The rights of indemnification herein provided may be insured against by
policies maintained by the Trust, shall be severable, shall not affect any
other rights to which any Covered Person may now or hereafter be entitled,
shall continue as to a person who has ceased to be such a Covered Person
and shall inure to the benefit of the heirs, executors and administrators
of such a person. Nothing contained herein shall affect any rights to
indemnification to which the Trust personnel other than Covered Persons
may be entitled by contract or otherwise under law.
Expenses of preparation and presentation of a defense to any claim,
action, suit or proceeding subject to a claim for indemnification under
this Article shall be advanced by the Trust prior to final disposition
thereof upon receipt of an undertaking by or on behalf of the recipient
to repay such amount if it is ultimately determined that he or she is not
entitled to indemnification under this Article, provided that either:
(1)such undertaking is secured by a surety bond or some other appropriate
security or the Trust shall be insured against losses arising out of any
such advances; or
(2)a majority of the Disinterested Trustees acting on the matter (provided
that a majority of the Disinterested Trustees then in office act on the
matter) or independent legal counsel in a written opinion shall determine,
based upon a review of the readily available facts (as opposed to a full
trial-type inquiry), that there is reason to believe that the recipient
ultimately will be found entitled to indemnification.
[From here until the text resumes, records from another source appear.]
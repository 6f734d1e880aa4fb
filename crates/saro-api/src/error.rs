//! # API Error Types
//!
//! Structured error type implementing `axum::response::IntoResponse`.
//! Bodies are flat JSON objects, `{"error": "<message>", "code": "<CODE>"}`,
//! so clients can keep testing for an `error` key. Internal error details are
//! never returned to clients.

use axum::http::StatusCode;
use axum::response::{IntoResponse, Response};
use axum::Json;
use serde::{Deserialize, Serialize};
use thiserror::Error;
use utoipa::ToSchema;

/// JSON error response body.
#[derive(Debug, Serialize, Deserialize, ToSchema)]
pub struct ErrorBody {
    /// Human-readable error message.
    pub error: String,
    /// Machine-readable error code (e.g., "NOT_FOUND", "BAD_REQUEST").
    pub code: String,
}

/// Application-level error type that implements [`IntoResponse`] for Axum.
#[derive(Error, Debug)]
pub enum AppError {
    /// Record not found (404). The message names the record family.
    #[error("{0}")]
    NotFound(String),

    /// Request validation failed (422).
    #[error("validation error: {0}")]
    Validation(String),

    /// Request body could not be parsed (400).
    #[error("bad request: {0}")]
    BadRequest(String),

    /// Internal server error (500). Message is logged but not returned to client.
    #[error("internal error: {0}")]
    Internal(String),
}

impl AppError {
    /// Not-found error for a record family, e.g. `AppError::not_found("Run")`
    /// renders as "Run not found".
    pub fn not_found(kind: &str) -> Self {
        Self::NotFound(format!("{kind} not found"))
    }

    /// Return the HTTP status code and machine-readable error code for this error.
    fn status_and_code(&self) -> (StatusCode, &'static str) {
        match self {
            Self::NotFound(_) => (StatusCode::NOT_FOUND, "NOT_FOUND"),
            Self::Validation(_) => (StatusCode::UNPROCESSABLE_ENTITY, "VALIDATION_ERROR"),
            Self::BadRequest(_) => (StatusCode::BAD_REQUEST, "BAD_REQUEST"),
            Self::Internal(_) => (StatusCode::INTERNAL_SERVER_ERROR, "INTERNAL_ERROR"),
        }
    }
}

impl IntoResponse for AppError {
    fn into_response(self) -> Response {
        let (status, code) = self.status_and_code();

        let message = match &self {
            Self::Internal(_) => "An internal error occurred".to_string(),
            other => other.to_string(),
        };

        if matches!(&self, Self::Internal(_)) {
            tracing::error!(error = %self, "internal server error");
        }

        let body = ErrorBody {
            error: message,
            code: code.to_string(),
        };

        (status, Json(body)).into_response()
    }
}

/// Convert saro-core validation errors to API errors.
impl From<saro_core::ValidationError> for AppError {
    fn from(err: saro_core::ValidationError) -> Self {
        Self::Validation(err.to_string())
    }
}

/// Convert saro-core domain errors to API errors.
impl From<saro_core::SaroError> for AppError {
    fn from(err: saro_core::SaroError) -> Self {
        match err {
            saro_core::SaroError::Validation(v) => v.into(),
            saro_core::SaroError::NotFound { kind, id } => {
                Self::NotFound(format!("{kind} not found: {id}"))
            }
            saro_core::SaroError::Json(e) => Self::Internal(e.to_string()),
        }
    }
}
As used in this Article, a "Disinterested Trustee" is one (a) who is not
an "interested person" of the Trust (as defined by the 1940 Act including
anyone who has been exempted from being an "interested person" by any
rule, regulation or order of the Securities and Exchange Commission), and
(b) against whom none of such actions, suits or other proceedings or
another action, suit or other proceeding on the same or similar grounds
is then or has been pending.
As used in this Article, the words "claim," "action," "suit" or
"proceeding" shall apply to all claims, actions, suits or proceedings
(civil, criminal or other, including appeals), actual or threatened; and
the words "liability" and "expenses" shall include without limitation
attorneys' fees, costs, judgments, amounts paid in settlement, fines,
penalties and other liabilities.
In case any Shareholder or former Shareholder shall be held to be
personally liable solely by reason of his or her being or having been a
Shareholder and not because of his or her acts or omissions or for some
other reason, the Shareholder or former Shareholder (or his or her heirs,
executors, administrators or other legal representatives or in the case
of a corporation or other entity, its corporate or other general
successor) shall be entitled out of the assets of the particular Series
of Shares of which he or she is or was a Shareholder to be held harmless
from and indemnified against all loss and expense arising from such
liability; provided, however, there shall be no liability or obligation
of the Trust arising hereunder to reimburse any Shareholder for taxes paid
by reason of such Shareholder's ownership of Shares or for losses suffered
by reason of any changes in value of any trust assets.
ARTICLE IX
Miscellaneous
Duration, Termination and Reorganization of Trust
Section 1. Unless terminated as provided herein, the Trust shall continue
without limitation of time. The Trust may be terminated at any time by
the Trustees by written notice to the Shareholders without a vote of the
Shareholders of the Trust or by the vote of the Shareholders entitled to
vote more than fifty percent (50%) of the votes of each Series entitled
to be cast on the matter. Any Series or Class of Shares may be terminated
at any time by the Trustees by written notice to the Shareholders of such
Series or Class without a vote of the Shareholders of such Series or Class
or by the vote of the Shareholders of such Series or Class entitled to
vote more than fifty percent (50%) of the votes entitled to be cast on the
matter.
Upon termination of the Trust or of any one or more Series or Classes of
Shares, after paying or otherwise providing for all charges, taxes,
expenses and liabilities, whether due or accrued or anticipated, of the
particular Series or Class as may be determined by the Trustees, the Trust
shall in accordance with such procedures as the Trustees consider
appropriate reduce the remaining assets of the particular Series to
distributable form in cash or other securities, or any combination
thereof, and distribute the proceeds to the Shareholders of the Series
involved, ratably according to the number of Shares of such Series held
by the several Shareholders of such Series on the date of termination.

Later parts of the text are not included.